Le meneur de loup
Ses grands doigts de glace profondément enfoncés dans la terre, le froid se cramponne sur la Sologne et s’attarde à pondre son frimas sur l’échine du pauvre monde. Visible en buées au contact des bouches, il ballotte son grand corps fluide au gré des vents mordants. Sa souveraineté sur les mois d’hiver a des exigences cruelles. Il se roule, se prélasse sur tout. Dans les bois, ses jeux font naître les douleurs sourdes des grands arbres aux branches déjà blessées par la foudre des jours d’été et brisées par les colères des vents d’automne. Les jeunes sapins à la chair tendre éclatent à cris secs, sonores. L’homme entend cette annonce de ruine et blêmit, impuissant.

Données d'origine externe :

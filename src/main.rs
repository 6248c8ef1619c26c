use macroquad::prelude::*;

use mini_tetris::draw::{draw_text_middle, draw_window, SCREEN_HEIGHT, SCREEN_WIDTH};
use mini_tetris::game::{GameState, InputState};

/// How long the loss message stays up before returning to the menu.
const LOST_DISPLAY_SECS: f32 = 2.0;

enum Screen {
    Menu,
    Playing,
    Lost,
}

#[macroquad::main("Tetris")]
async fn main() {
    request_new_screen_size(SCREEN_WIDTH, SCREEN_HEIGHT);

    let mut screen = Screen::Menu;
    let mut game = GameState::new();
    let mut lost_timer = 0.0_f32;

    loop {
        match screen {
            Screen::Menu => {
                clear_background(BLACK);
                draw_text_middle("Press any key to play", 60, WHITE);
                if get_last_key_pressed().is_some() {
                    game = GameState::new();
                    screen = Screen::Playing;
                }
            }
            Screen::Playing => {
                let input = InputState {
                    left: is_key_down(KeyCode::Left),
                    right: is_key_down(KeyCode::Right),
                    down: is_key_down(KeyCode::Down),
                    rotate: is_key_pressed(KeyCode::Up),
                };
                game.update(get_frame_time(), &input);
                draw_window(&game.grid);
                if game.game_over {
                    lost_timer = LOST_DISPLAY_SECS;
                    screen = Screen::Lost;
                }
            }
            Screen::Lost => {
                draw_window(&game.grid);
                draw_text_middle("You Lost", 80, WHITE);
                lost_timer -= get_frame_time();
                if lost_timer <= 0.0 {
                    screen = Screen::Menu;
                }
            }
        }
        next_frame().await;
    }
}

Chez les pauvres gens, cet hiver a achevé bien des vieillards et repris les quelques jours de vie de bien des nouveau-nés. Les fossoyeurs doivent appuyer de toutes leurs forces sur les membres raidis, ces branches d’hommes, pour les couchers dans le cercueil de sapin au parfum de printemps. En ouvrant le sol durcit, ils jurent contre le froid qui, pour se gausser, mord les oreilles et leurs mets de ridicules glaçons dans les moustaches. La terre prend un peu de repos entre ses deux peines d’automne et de printemps, avant que la charrue ne vienne déchirer, en fines et longues lanières, son ventre à nouveau mou. Les bonnes gisent flanc à flanc, sur un épais tapis lit de paille souple, dans la douce chaleur des étables aux murs crépis de bouses. Les Bêtes sauvages viennent rôder près des fermes, poussées par la faim qui leur noue les entrailles comme le froid noue le mal dans les poitrines.
Et les bûcherons n’osent guère s’aventurer à des abattages lointains, dans la crainte de rencontrer le loup qui jette la terreur en déchirant ses hurlements sur ses crocs avides d’entrailles et de chair.